What the task requires - Which of the lines in the records below hold the string "events"? Copy every one of them.
== Data
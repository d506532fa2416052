//! GenFlow - graph execution engine for AI content-generation pipelines
//!
//! A pipeline is a graph of typed nodes (sources, generation steps, sinks)
//! connected port to port. The engine validates the graph, orders it
//! topologically, wires each node's inputs from upstream outputs, dispatches
//! nodes to their kind's handler and reports per-node status as it goes.

pub mod collaborator;
pub mod config;
pub mod core;
pub mod error;
pub mod events;
pub mod kinds;

// Re-exports
pub use collaborator::{Collaborator, DryRunCollaborator, GenerationRequest};
pub use config::EngineConfig;
pub use crate::core::{
    Edge, ExecutionController, ExecutionRecord, Graph, Node, NodeExecutor, NodeStatus,
    OutputBundle, PortType, RunReport, RunStatus, Scheduler, Value,
};
pub use error::{EngineError, NodeError, NodeErrorKind, ValidationError, ValidationErrorKind};
pub use events::{ChannelSink, EventStream, NodeEvent, NoopSink, StatusSink};
pub use kinds::{KindRole, KindSpec, NodeRegistry, PortSpec};

/// Result type alias
pub type Result<T> = anyhow::Result<T>;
====
Task solution -
pub mod events;
pub use events::{ChannelSink, EventStream, NodeEvent, NoopSink, StatusSink};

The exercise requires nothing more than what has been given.